Simple Overnight Oats

  • Servings: 1
  • Difficulty: Easy Peasy
  • Print

-1/2 cup whole grain oats
-Unsweetened plain or vanilla almond or coconut milk
-Jar for storing

Toppings (all optional):
-1 teaspoon cinnamon
-1 tablespoon walnuts, almonds, or pecans
-1 tablespoon chia seeds
-1/2 banana, slices
-Couple strawberries, sliced
-Handful of berries
-1 teaspoon maple syrup or honey

Pour the oats into a jar.

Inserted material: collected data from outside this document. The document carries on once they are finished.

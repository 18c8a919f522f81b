//! ACL administration. Every mutation is serialized under the study lock so
//! ACL writes cannot interleave with configuration updates touching the
//! same study.

use crate::context::AuthContext;
use crate::resolver::PermissionResolver;
use catalog_store::{CatalogStore, DEFAULT_LOCK_DURATION, DEFAULT_LOCK_TIMEOUT};
use catalog_types::{
    Acl, AclTemplate, CatalogError, CatalogId, EntityKind, EntityPermission, Member,
    StudyId, StudyPermission,
};
use std::collections::BTreeSet;
use std::future::Future;
use std::sync::Arc;
use tracing::warn;

/// How `update_acl` amends an existing entry.
#[derive(Debug, Clone, PartialEq, Eq)]
pub enum AclUpdate<P: Ord> {
    /// Replace the permission set.
    Set(BTreeSet<P>),
    /// Union the given permissions in.
    Add(BTreeSet<P>),
    /// Subtract the given permissions.
    Remove(BTreeSet<P>),
}

pub struct AclMutator {
    store: Arc<dyn CatalogStore>,
    resolver: PermissionResolver,
}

Pour about 1/2 cup of milk (maybe slightly more) to just cover the oats. You can seal the jar now and store in your refrigerator overnight and top in the morning, or place some of the toppings, like the honey and cinnamon on first, and then store in the fridge. However, if you are planning on using nuts, we suggest you wait to put those on in the morning so that they stay crunchy and do not become soft.

The next morning, add desired toppings, a pinch more of milk if needed, and dig in! Or, you can reseal and take with you to work!

*Please note, this overnight oat recipe is a chilled oatmeal. You can heat up in a microwave if you prefer warm, but this chilled version is a tasty change.

Happy eating!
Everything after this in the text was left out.